Supplied information: Begin
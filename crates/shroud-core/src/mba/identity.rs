//! `u64` MBA rewrites used by the interpreter's ALU handlers.
//!
//! Where two rewrites exist for the same operation the caller picks one per
//! evaluation, so the same logical ADD does not always execute the same
//! host instruction sequence.

/// `x + y = (x ^ y) + 2 * (x & y)`
#[inline(always)]
pub fn add_v1(x: u64, y: u64) -> u64 {
    (x ^ y).wrapping_add((x & y) << 1)
}

/// `x + y = (x | y) + (x & y)`
#[inline(always)]
pub fn add_v2(x: u64, y: u64) -> u64 {
    (x | y).wrapping_add(x & y)
}

/// Addition through the rewrite selected by `variant`'s low bit.
#[inline(always)]
pub fn add(x: u64, y: u64, variant: u64) -> u64 {
    if variant & 1 == 0 {
        add_v1(x, y)
    } else {
        add_v2(x, y)
    }
}

/// `x - y = (x ^ y) - 2 * (!x & y)`
#[inline(always)]
pub fn sub(x: u64, y: u64) -> u64 {
    (x ^ y).wrapping_sub((!x & y) << 1)
}

/// `-x = !x + 1`
#[inline(always)]
pub fn neg(x: u64) -> u64 {
    add_v1(!x, 1)
}

/// `2x = (x | 2x) + (x & 2x) - x`
#[inline(always)]
pub fn mul2(x: u64) -> u64 {
    let d = x << 1;
    (x | d).wrapping_add(x & d).wrapping_sub(x)
}

/// `x ^ y = (x | y) - (x & y)`
#[inline(always)]
pub fn xor(x: u64, y: u64) -> u64 {
    (x | y).wrapping_sub(x & y)
}

/// `x & y = !(!x | !y)`
#[inline(always)]
pub fn and(x: u64, y: u64) -> u64 {
    !(!x | !y)
}

/// `x | y = !(!x & !y)`
#[inline(always)]
pub fn or(x: u64, y: u64) -> u64 {
    !(!x & !y)
}

#[cfg(test)]
mod tests {
    use super::*;
    use rand::rngs::StdRng;
    use rand::{Rng, SeedableRng};

    const EDGES: [u64; 7] = [0, 1, 2, 0xFF, 0x8000_0000_0000_0000, u64::MAX - 1, u64::MAX];

    #[test]
    fn test_edge_pairs() {
        for &x in &EDGES {
            for &y in &EDGES {
                assert_eq!(add_v1(x, y), x.wrapping_add(y), "add_v1 x={x:#x} y={y:#x}");
                assert_eq!(add_v2(x, y), x.wrapping_add(y), "add_v2 x={x:#x} y={y:#x}");
                assert_eq!(sub(x, y), x.wrapping_sub(y), "sub x={x:#x} y={y:#x}");
                assert_eq!(xor(x, y), x ^ y);
                assert_eq!(and(x, y), x & y);
                assert_eq!(or(x, y), x | y);
            }
            assert_eq!(neg(x), x.wrapping_neg());
            assert_eq!(mul2(x), x.wrapping_mul(2), "mul2 x={x:#x}");
        }
    }

    #[test]
    fn test_random_pairs() {
        let mut rng = StdRng::seed_from_u64(42);
        for _ in 0..10_000 {
            let x: u64 = rng.gen();
            let y: u64 = rng.gen();
            let v: u64 = rng.gen();
            assert_eq!(add(x, y, v), x.wrapping_add(y));
            assert_eq!(sub(x, y), x.wrapping_sub(y));
            assert_eq!(xor(x, y), x ^ y);
            assert_eq!(neg(x), x.wrapping_neg());
            assert_eq!(mul2(x), x.wrapping_mul(2));
        }
    }
}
Supplied information: End
After the last line, print all the entries once again, unchanged.

filename crates/shroud-core/src/mba/identity.rs
//! `u64` MBA rewrites used by the interpreter's ALU handlers.
//!
//! Where two rewrites exist for the same operation the caller picks one per
//! evaluation, so the same logical ADD does not always execute the same
//! host instruction sequence.

/// `x + y = (x ^ y) + 2 * (x & y)`
#[inline(always)]
pub fn add_v1(x: u64, y: u64) -> u64 {
    (x ^ y).wrapping_add((x & y) << 1)
}

/// `x + y = (x | y) + (x & y)`
#[inline(always)]
pub fn add_v2(x: u64, y: u64) -> u64 {
    (x | y).wrapping_add(x & y)
}

/// Addition through the rewrite selected by `variant`'s low bit.
#[inline(always)]
pub fn add(x: u64, y: u64, variant: u64) -> u64 {
    if variant & 1 == 0 {
        add_v1(x, y)
    } else {
        add_v2(x, y)
    }
}

/// `x - y = (x ^ y) - 2 * (!x & y)`
#[inline(always)]
pub fn sub(x: u64, y: u64) -> u64 {
    (x ^ y).wrapping_sub((!x & y) << 1)
}

/// `-x = !x + 1`
#[inline(always)]
pub fn neg(x: u64) -> u64 {
    add_v1(!x, 1)
}

/// `2x = (x | 2x) + (x & 2x) - x`
#[inline(always)]
pub fn mul2(x: u64) -> u64 {
    let d = x << 1;
    (x | d).wrapping_add(x & d).wrapping_sub(x)
}

/// `x ^ y = (x | y) - (x & y)`
#[inline(always)]
pub fn xor(x: u64, y: u64) -> u64 {
    (x | y).wrapping_sub(x & y)
}

/// `x & y = !(!x | !y)`
#[inline(always)]
pub fn and(x: u64, y: u64) -> u64 {
    !(!x | !y)
}

/// `x | y = !(!x & !y)`
#[inline(always)]
pub fn or(x: u64, y: u64) -> u64 {
    !(!x & !y)
}

#[cfg(test)]
mod tests {
    use super::*;
    use rand::rngs::StdRng;
    use rand::{Rng, SeedableRng};

    const EDGES: [u64; 7] = [0, 1, 2, 0xFF, 0x8000_0000_0000_0000, u64::MAX - 1, u64::MAX];

    #[test]
    fn test_edge_pairs() {
        for &x in &EDGES {
            for &y in &EDGES {
                assert_eq!(add_v1(x, y), x.wrapping_add(y), "add_v1 x={x:#x} y={y:#x}");
                assert_eq!(add_v2(x, y), x.wrapping_add(y), "add_v2 x={x:#x} y={y:#x}");
                assert_eq!(sub(x, y), x.wrapping_sub(y), "sub x={x:#x} y={y:#x}");
                assert_eq!(xor(x, y), x ^ y);
                assert_eq!(and(x, y), x & y);
                assert_eq!(or(x, y), x | y);
            }
            assert_eq!(neg(x), x.wrapping_neg());
            assert_eq!(mul2(x), x.wrapping_mul(2), "mul2 x={x:#x}");
        }
    }

    #[test]
    fn test_random_pairs() {
        let mut rng = StdRng::seed_from_u64(42);
        for _ in 0..10_000 {
            let x: u64 = rng.gen();
            let y: u64 = rng.gen();
            let v: u64 = rng.gen();
            assert_eq!(add(x, y, v), x.wrapping_add(y));
            assert_eq!(sub(x, y), x.wrapping_sub(y));
            assert_eq!(xor(x, y), x ^ y);
            assert_eq!(neg(x), x.wrapping_neg());
            assert_eq!(mul2(x), x.wrapping_mul(2));
        }
    }
}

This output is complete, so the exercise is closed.